◆ Task statement
Only the lines below, from the one with "is made through" through the one with "self.selector.initialize(&check.have);", are to be written out, exactly.

◆ Given information
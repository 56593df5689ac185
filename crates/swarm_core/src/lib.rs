pub mod constants;
pub mod error;
pub mod hash_id;
pub mod lengths;
pub mod piece;

pub use error::Error;
pub use hash_id::Id20;
pub use piece::Piece;
use tracing::trace;

use crate::{
    error::{Error, Result},
    peer_chunks::PeerChunks,
};

/// Past this many tracked partial peers, new ones aren't added to the per
/// chunk counters.
pub const MAX_ACCOUNTED: u32 = 255;

/// How many peers have each chunk.
///
/// Seeders only bump `complete`. Partial peers are counted per chunk, up to
/// [`MAX_ACCOUNTED`] of them. A peer with nothing yet costs nothing to track,
/// so it is always taken.
#[derive(Debug, Clone, Default)]
pub struct ChunkStatistics {
    rarity: Vec<u8>,
    complete: u32,
    accounted: u32,
}

impl ChunkStatistics {
    pub fn new(size: usize) -> Self {
        Self {
            rarity: vec![0; size],
            complete: 0,
            accounted: 0,
        }
    }

    pub fn size(&self) -> usize {
        self.rarity.len()
    }

    pub fn complete(&self) -> u32 {
        self.complete
    }

    pub fn accounted(&self) -> u32 {
        self.accounted
    }

    /// Tracked partial peers having the chunk.
    pub fn rarity(&self, index: u32) -> u8 {
        self.rarity.get(index as usize).copied().unwrap_or_default()
    }

    /// Everyone known to have the chunk, seeders included.
    pub fn availability(&self, index: u32) -> u32 {
        self.rarity(index) as u32 + self.complete
    }

    fn should_add(&self) -> bool {
        self.accounted < MAX_ACCOUNTED
    }

    fn add_bitfield(&mut self, pc: &PeerChunks) {
        for idx in pc.bitfield().iter_ones() {
            if let Some(r) = self.rarity.get_mut(idx) {
                *r = r.saturating_add(1);
            }
        }
    }

    fn remove_bitfield(&mut self, pc: &PeerChunks) {
        for idx in pc.bitfield().iter_ones() {
            if let Some(r) = self.rarity.get_mut(idx) {
                *r = r.saturating_sub(1);
            }
        }
    }

    pub fn received_connect(&mut self, pc: &mut PeerChunks) -> Result<()> {
        if pc.using_counter() {
            return Err(Error::Internal("peer is already counted in chunk statistics"));
        }
        if pc.is_seeder() {
            pc.set_using_counter(true);
            self.complete += 1;
        } else if !pc.is_empty() && self.should_add() {
            pc.set_using_counter(true);
            self.accounted += 1;
            self.add_bitfield(pc);
        }
        trace!(peer = %pc.peer(), counted = pc.using_counter(), "peer connected");
        Ok(())
    }

    pub fn received_disconnect(&mut self, pc: &mut PeerChunks) {
        if !pc.using_counter() {
            return;
        }
        pc.set_using_counter(false);
        if pc.is_seeder() {
            self.complete = self.complete.saturating_sub(1);
        } else {
            self.accounted = self.accounted.saturating_sub(1);
            self.remove_bitfield(pc);
        }
    }

    /// The peer announced a new chunk. Sets the bit in its bitfield.
    pub fn received_have_chunk(&mut self, pc: &mut PeerChunks, index: u32) -> Result<()> {
        if index as usize >= pc.size() {
            return Err(Error::BugIndexOutOfRange(index));
        }
        if pc.has(index) {
            return Ok(());
        }
        // An empty peer was free to track until now.
        if pc.is_empty() && !pc.using_counter() && self.should_add() {
            pc.set_using_counter(true);
            self.accounted += 1;
        }
        pc.set(index);

        if pc.using_counter() {
            if let Some(r) = self.rarity.get_mut(index as usize) {
                *r = r.saturating_add(1);
            }
            if pc.is_seeder() {
                // Turned into a seeder, move it to the complete counter.
                self.complete += 1;
                self.accounted = self.accounted.saturating_sub(1);
                self.remove_bitfield(pc);
            }
        } else if pc.is_seeder() {
            pc.set_using_counter(true);
            self.complete += 1;
        }
        Ok(())
    }
}

#[cfg(test)]
mod tests {
    use std::net::{IpAddr, Ipv4Addr, SocketAddr};

    use super::*;
    use crate::type_aliases::BF;

    fn pc(bits: &[bool]) -> PeerChunks {
        let addr = SocketAddr::new(IpAddr::V4(Ipv4Addr::LOCALHOST), 6881);
        let bf: BF = bits.iter().copied().collect();
        PeerChunks::with_bitfield(addr, bf, bits.len())
    }

    #[test]
    fn test_empty_peer_is_free() {
        let mut stats = ChunkStatistics::new(4);
        let mut p = pc(&[false; 4]);
        stats.received_connect(&mut p).unwrap();
        assert_eq!(stats.accounted(), 0);
        assert!(!p.using_counter());

        // Its first HAVE starts the accounting.
        stats.received_have_chunk(&mut p, 2).unwrap();
        assert_eq!(stats.accounted(), 1);
        assert_eq!(stats.rarity(2), 1);

        stats.received_disconnect(&mut p);
        assert_eq!(stats.accounted(), 0);
        assert_eq!(stats.rarity(2), 0);
    }

    #[test]
    fn test_partial_peer_becomes_seeder() {
        let mut stats = ChunkStatistics::new(3);
        let mut p = pc(&[true, false, true]);
        stats.received_connect(&mut p).unwrap();
        assert_eq!(stats.accounted(), 1);
        assert_eq!(
            (0..3).map(|i| stats.rarity(i)).collect::<Vec<_>>(),
            vec![1, 0, 1]
        );

        stats.received_have_chunk(&mut p, 1).unwrap();
        assert_eq!(stats.complete(), 1);
        assert_eq!(stats.accounted(), 0);
        assert_eq!(
            (0..3).map(|i| stats.rarity(i)).collect::<Vec<_>>(),
            vec![0, 0, 0]
        );
        assert_eq!(stats.availability(1), 1);

        stats.received_disconnect(&mut p);
        assert_eq!(stats.complete(), 0);
    }

    #[test]
    fn test_accounting_cap() {
        let mut stats = ChunkStatistics::new(2);
        let mut peers: Vec<_> = (0..MAX_ACCOUNTED + 1).map(|_| pc(&[true, false])).collect();
        for p in peers.iter_mut() {
            stats.received_connect(p).unwrap();
        }
        assert_eq!(stats.accounted(), MAX_ACCOUNTED);
        assert_eq!(stats.rarity(0), 255);
        assert!(!peers.last().unwrap().using_counter());
        assert!(stats.received_have_chunk(&mut peers[0], 2).is_err());
    }
}
use std::collections::HashMap;

use tracing::trace;

use crate::{
    error::{Error, Result},
    type_aliases::PeerHandle,
};

/// What the transfer layer knows about a connected peer.
#[derive(Debug, Clone, PartialEq, Eq)]
pub struct PeerInfo {
    addr: PeerHandle,
    // Outstanding transfers linked to this peer. The only aggregate load
    // signal per peer.
    transfer_counter: u32,
    // How many times the peer was found to have sent data that failed
    // verification.
    corrupt_counter: u32,
}

impl PeerInfo {
    pub fn addr(&self) -> PeerHandle {
        self.addr
    }

    pub fn transfer_counter(&self) -> u32 {
        self.transfer_counter
    }

    pub fn corrupt_counter(&self) -> u32 {
        self.corrupt_counter
    }
}

/// Registry resolving peer handles to their [`PeerInfo`].
///
/// Transfers never own peers, they hold a [`PeerHandle`] and go through the
/// registry to account for themselves.
#[derive(Debug, Default)]
pub struct PeerRegistry {
    peers: HashMap<PeerHandle, PeerInfo>,
}

impl PeerRegistry {
    pub fn register(&mut self, addr: PeerHandle) -> Result<()> {
        if self.peers.contains_key(&addr) {
            return Err(Error::BugPeerAlreadyRegistered(addr));
        }
        trace!(peer = %addr, "registered peer");
        self.peers.insert(
            addr,
            PeerInfo {
                addr,
                transfer_counter: 0,
                corrupt_counter: 0,
            },
        );
        Ok(())
    }

    /// Forget a peer. All of its transfers must have been released before.
    pub fn unregister(&mut self, addr: PeerHandle) -> Result<PeerInfo> {
        let info = self.peers.get(&addr).ok_or(Error::BugPeerNotFound(addr))?;
        if info.transfer_counter != 0 {
            return Err(Error::Internal(
                "unregistering a peer that still has outstanding transfers",
            ));
        }
        self.peers.remove(&addr).ok_or(Error::BugPeerNotFound(addr))
    }

    pub fn get(&self, addr: PeerHandle) -> Option<&PeerInfo> {
        self.peers.get(&addr)
    }

    pub fn len(&self) -> usize {
        self.peers.len()
    }

    pub fn is_empty(&self) -> bool {
        self.peers.is_empty()
    }

    pub fn transfer_counter(&self, addr: PeerHandle) -> u32 {
        self.peers
            .get(&addr)
            .map(|p| p.transfer_counter)
            .unwrap_or_default()
    }

    pub(crate) fn inc_transfers(&mut self, addr: PeerHandle) -> Result<()> {
        let p = self
            .peers
            .get_mut(&addr)
            .ok_or(Error::BugPeerNotFound(addr))?;
        p.transfer_counter += 1;
        Ok(())
    }

    pub(crate) fn dec_transfers(&mut self, addr: PeerHandle) -> Result<()> {
        let p = self
            .peers
            .get_mut(&addr)
            .ok_or(Error::BugPeerNotFound(addr))?;
        p.transfer_counter = p
            .transfer_counter
            .checked_sub(1)
            .ok_or(Error::Internal("peer transfer counter underflow"))?;
        Ok(())
    }

    /// Peers that already disconnected are ignored.
    pub(crate) fn mark_corrupt(&mut self, addr: PeerHandle) {
        if let Some(p) = self.peers.get_mut(&addr) {
            p.corrupt_counter += 1;
        }
    }
}
impl Download {
    pub fn new(
        id: DownloadId,
        options: DownloadOptions,
        hashes: Vec<Id20>,
        storage: Arc<dyn ChunkStorage>,
        manager: Arc<ChunkManager>,
        hash_queue: Arc<HashQueue>,
    ) -> Result<Self> {
        let lengths = *storage.lengths();
        if hashes.len() != lengths.total_chunks() as usize {
            return Err(Error::Internal("expected one hash per chunk"));
        }
        let block_size = Lengths::new(
            lengths.total_length(),
            lengths.default_chunk_length(),
            Some(options.block_size),
        )?
        .block_length();

        let size = lengths.total_chunks();
        let mut selector = ChunkSelector::new(size);
        selector.set_sequential(options.sequential);
        selector.set_queue_size(options.selector_queue_size);

        debug!(id, chunks = size, block_size, "created download");
        Ok(Self {
            id,
            lengths,
            hashes,
            statistics: ChunkStatistics::new(size as usize),
            selector,
            delegator: Delegator::new(options.delegator, options.transfers, block_size),
            chunk_list: ChunkList::new(storage, manager),
            hash_queue,
            peers: HashMap::new(),
            writing: HashMap::new(),
            initial_check: None,
            events: Vec::new(),
        })
    }

    pub fn id(&self) -> DownloadId {
        self.id
    }

    pub fn lengths(&self) -> &Lengths {
        &self.lengths
    }

    pub fn delegator(&self) -> &Delegator {
        &self.delegator
    }

    pub fn selector(&self) -> &ChunkSelector {
        &self.selector
    }

    pub fn statistics(&self) -> &ChunkStatistics {
        &self.statistics
    }

    pub fn chunk_list(&self) -> &ChunkList {
        &self.chunk_list
    }

    pub fn completed_chunks(&self) -> &BF {
        self.selector.completed()
    }

    pub fn is_finished(&self) -> bool {
        self.selector.completed().all()
    }

    pub fn is_checking(&self) -> bool {
        self.initial_check.is_some()
    }

    pub fn set_aggressive(&mut self, value: bool) {
        self.delegator.set_aggressive(value);
    }

    pub fn take_events(&mut self) -> Vec<DownloadEvent> {
        std::mem::take(&mut self.events)
    }

    /// Returns whether the peer has anything we want.
    pub fn peer_connected(&mut self, peer: PeerHandle, bitfield: Option<BF>) -> Result<bool> {
        let size = self.lengths.total_chunks() as usize;
        self.delegator.transfers_mut().peers_mut().register(peer)?;
        let mut pc = match bitfield {
            Some(bf) => PeerChunks::with_bitfield(peer, bf, size),
            None => PeerChunks::new(peer, size),
        };
        self.statistics.received_connect(&mut pc)?;
        let interested = self.selector.is_interested(&pc);
        self.peers.insert(peer, pc);
        Ok(interested)
    }

    /// The peer announced a chunk. Returns whether that chunk is wanted.
    ///
    /// An index past the last chunk is the peer's fault: the error is
    /// recoverable by dropping the peer and leaves the download untouched.
    pub fn peer_have(&mut self, peer: PeerHandle, index: u32) -> Result<bool> {
        let pc = self.peers.get_mut(&peer).ok_or(Error::BugPeerNotFound(peer))?;
        if self.lengths.validate_chunk_index(index).is_none() {
            return Err(Error::PeerInvalidChunk { peer, index });
        }
        self.statistics.received_have_chunk(pc, index)?;
        Ok(self.selector.received_have_chunk(index))
    }

    pub fn peer_disconnected(&mut self, peer: PeerHandle) -> Result<()> {
        let mut pc = self.peers.remove(&peer).ok_or(Error::BugPeerNotFound(peer))?;
        let released = self.delegator.transfers_mut().release_peer(peer)?;
        self.statistics.received_disconnect(&mut pc);
        let info = self.delegator.transfers_mut().peers_mut().unregister(peer)?;
        debug!(%peer, released, corrupt = info.corrupt_counter(), "peer disconnected");
        self.dispatch_events(Timestamp::default())
    }

    /// A block for the peer to request, as a chunk relative piece.
    pub fn request_block(
        &mut self,
        peer: PeerHandle,
        affinity: Option<u32>,
        now: Timestamp,
    ) -> Result<Option<(TransferKey, Piece)>> {
        if self.initial_check.is_some() {
            return Ok(None);
        }
        let pc = self.peers.get(&peer).ok_or(Error::BugPeerNotFound(peer))?;
        let mut source = SelectorSource {
            selector: &mut self.selector,
            statistics: &self.statistics,
            lengths: &self.lengths,
        };
        let key = self.delegator.delegate(&mut source, pc, affinity, now)?;
        self.dispatch_events(now)?;
        let Some(key) = key else {
            return Ok(None);
        };
        let piece = self.delegator.transfers().transfer(key)?.piece();
        Ok(Some((key, piece)))
    }

    /// Bytes arrived for a requested block.
    pub fn receive_block(
        &mut self,
        key: TransferKey,
        data: &[u8],
        now: Timestamp,
    ) -> Result<ReceiveOutcome> {
        let transfers = self.delegator.transfers_mut();
        let Some(at) = transfers.transfer(key)?.block() else {
            return transfers.receive(key, data, &mut Vec::new());
        };

        let handle = match self.writing.entry(at.chunk) {
            std::collections::hash_map::Entry::Occupied(e) => e.into_mut(),
            std::collections::hash_map::Entry::Vacant(e) => {
                e.insert(self.chunk_list.get(at.chunk, GetFlags::WRITE, now)?)
            }
        };
        let outcome = {
            let mut chunk = handle.write()?;
            self.delegator
                .transfers_mut()
                .receive(key, data, &mut *chunk)?
        };
        if outcome == ReceiveOutcome::Dissimilar {
            debug!(piece = %self.delegator.transfers().transfer(key)?.piece(), "dissimilar data");
        }
        self.dispatch_events(now)?;
        Ok(outcome)
    }

    /// The peer won't deliver the block: it was canceled or choked.
    pub fn cancel(&mut self, key: TransferKey) -> Result<()> {
        self.delegator.transfers_mut().release(key)?;
        self.dispatch_events(Timestamp::default())
    }

    pub fn stalled(&mut self, key: TransferKey) -> Result<()> {
        self.delegator.transfers_mut().stalled(key)
    }

    pub fn set_priorities(&mut self, priorities: PriorityRanges) {
        let transfers = self.delegator.transfers_mut();
        let indices: Vec<u32> = transfers.iter().map(|l| l.index()).collect();
        for index in indices {
            if let Some(list) = transfers.find_mut(index) {
                list.set_priority(priorities.priority_of(index));
            }
        }
        self.selector.update_priorities(priorities);
    }

    /// Stop downloading a chunk and forget what was received.
    pub fn abort_chunk(&mut self, index: u32) -> Result<()> {
        self.delegator.transfers_mut().erase_index(index)?;
        self.dispatch_events(Timestamp::default())
    }

    /// Hash every chunk present on disk before downloading anything. Progress
    /// is made through [`Download::poll_hashes`].
    pub fn initial_check(&mut self, now: Timestamp) -> Result<()> {
        if self.initial_check.is_some() || !self.delegator.transfers().is_empty() {
            return Err(Error::Internal("initial check while downloading"));
        }
        self.initial_check = Some(InitialCheck {
            next: 0,
            outstanding: 0,
            have: bitfield_with_len(self.lengths.total_chunks() as usize),
        });
        self.pump_initial_check(now)
    }

    fn pump_initial_check(&mut self, now: Timestamp) -> Result<()> {
        let total = self.lengths.total_chunks();
        let Some(check) = self.initial_check.as_mut() else {
            return Ok(());
        };
        while check.outstanding < INITIAL_CHECK_BATCH && check.next < total {
            let handle = self.chunk_list.get(check.next, GetFlags::BLOCKING, now)?;
            self.hash_queue.push_back(self.id, handle)?;
            check.next += 1;
            check.outstanding += 1;
        }
        if check.next == total && check.outstanding == 0 {
            let completed = check.have.count_ones() as u32;
            self.selector.initialize(&check.have);
            self.initial_check = None;
            debug!(completed, "initial check finished");
            self.events.push(DownloadEvent::CheckFinished { completed });
            if self.is_finished() {
                self.events.push(DownloadEvent::Finished);
            }
        }
        Ok(())
    }

    /// Handle hash results for this download. Returns how many there were.
    pub fn poll_hashes(&mut self, now: Timestamp) -> Result<usize> {
        let done = self.hash_queue.work_for(self.id);
        let count = done.len();
        for d in done {
            self.hash_done(d, now)?;
        }
        Ok(count)
    }

    fn hash_done(&mut self, done: HashDone, now: Timestamp) -> Result<()> {
        let HashDone {
            index,
            handle,
            digest,
            ..
        } = done;
        let expected = self
            .hashes
            .get(index as usize)
            .copied()
            .ok_or(Error::BugIndexOutOfRange(index))?;

        if let Some(check) = self.initial_check.as_mut() {
            check.outstanding = check.outstanding.saturating_sub(1);
            if digest == Some(expected) {
                check.have.set(index as usize, true);
            }
            self.chunk_list.release(handle)?;
            return self.pump_initial_check(now);
        }

        let Some(digest) = digest else {
            return self.chunk_list.release(handle);
        };

        if digest == expected {
            let result = self
                .delegator
                .transfers_mut()
                .hash_succeeded(index, &*handle.read(), now);
            self.chunk_list.release(handle)?;
            result?;
            self.selector.mark_completed(index)?;
            // Culprits found while verifying are reported before completion.
            self.dispatch_events(now)?;
            debug!(index, "chunk completed");
            self.events.push(DownloadEvent::ChunkCompleted(index));
            if self.is_finished() {
                self.events.push(DownloadEvent::Finished);
            }
        } else {
            let result = match handle.write() {
                Ok(mut chunk) => self.delegator.transfers_mut().hash_failed(index, &mut *chunk),
                Err(e) => Err(e),
            };
            self.chunk_list.release(handle)?;
            let outcome = result?;
            self.dispatch_events(now)?;
            debug!(index, ?outcome, "chunk failed verification");
            self.events.push(DownloadEvent::ChunkFailed { index, outcome });
        }
        Ok(())
    }

    fn dispatch_events(&mut self, now: Timestamp) -> Result<()> {
        // Handling an event may produce more.
        loop {
            let events = self.delegator.transfers_mut().take_events();
            if events.is_empty() {
                return Ok(());
            }
            for event in events {
                self.on_transfer_event(event, now)?;
            }
        }
    }

    fn on_transfer_event(&mut self, event: TransferEvent, now: Timestamp) -> Result<()> {
        trace!(?event, "transfer event");
        match event {
            TransferEvent::Queued(index) => self.selector.using_index(index),
            TransferEvent::Canceled(index) => {
                self.selector.not_using_index(index)?;
                if let Some(h) = self.writing.remove(&index) {
                    self.chunk_list.release(h)?;
                }
                if let Some(d) = self.hash_queue.remove(self.id, index)? {
                    self.chunk_list.release(d.handle)?;
                }
                Ok(())
            }
            TransferEvent::Completed(index) => {
                let handle = self
                    .chunk_list
                    .get(index, GetFlags::WRITE.with_blocking(), now)?;
                if let Some(h) = self.writing.remove(&index) {
                    self.chunk_list.release(h)?;
                }
                self.hash_queue.push_back(self.id, handle)
            }
            TransferEvent::Corrupt(peer) => {
                self.events.push(DownloadEvent::CorruptPeer(peer));
                Ok(())
            }
        }
    }

    /// Periodic housekeeping: sync released chunks, all of them when short on
    /// memory. Returns how many were synced.
    pub fn tick(&mut self, now: Timestamp) -> Result<usize> {
        let mode = if self.chunk_list.manager().is_over_budget() {
            debug!(
                usage = self.chunk_list.manager().memory_usage(),
                "chunk memory over budget, syncing everything"
            );
            SyncMode::All
        } else {
            SyncMode::Timeout
        };
        self.chunk_list.sync_chunks(mode, now)
    }
}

◆ Response
    /// is made through [`Download::poll_hashes`].
    pub fn initial_check(&mut self, now: Timestamp) -> Result<()> {
        if self.initial_check.is_some() || !self.delegator.transfers().is_empty() {
            return Err(Error::Internal("initial check while downloading"));
        }
        self.initial_check = Some(InitialCheck {
            next: 0,
            outstanding: 0,
            have: bitfield_with_len(self.lengths.total_chunks() as usize),
        });
        self.pump_initial_check(now)
    }

    fn pump_initial_check(&mut self, now: Timestamp) -> Result<()> {
        let total = self.lengths.total_chunks();
        let Some(check) = self.initial_check.as_mut() else {
            return Ok(());
        };
        while check.outstanding < INITIAL_CHECK_BATCH && check.next < total {
            let handle = self.chunk_list.get(check.next, GetFlags::BLOCKING, now)?;
            self.hash_queue.push_back(self.id, handle)?;
            check.next += 1;
            check.outstanding += 1;
        }
        if check.next == total && check.outstanding == 0 {
            let completed = check.have.count_ones() as u32;
            self.selector.initialize(&check.have);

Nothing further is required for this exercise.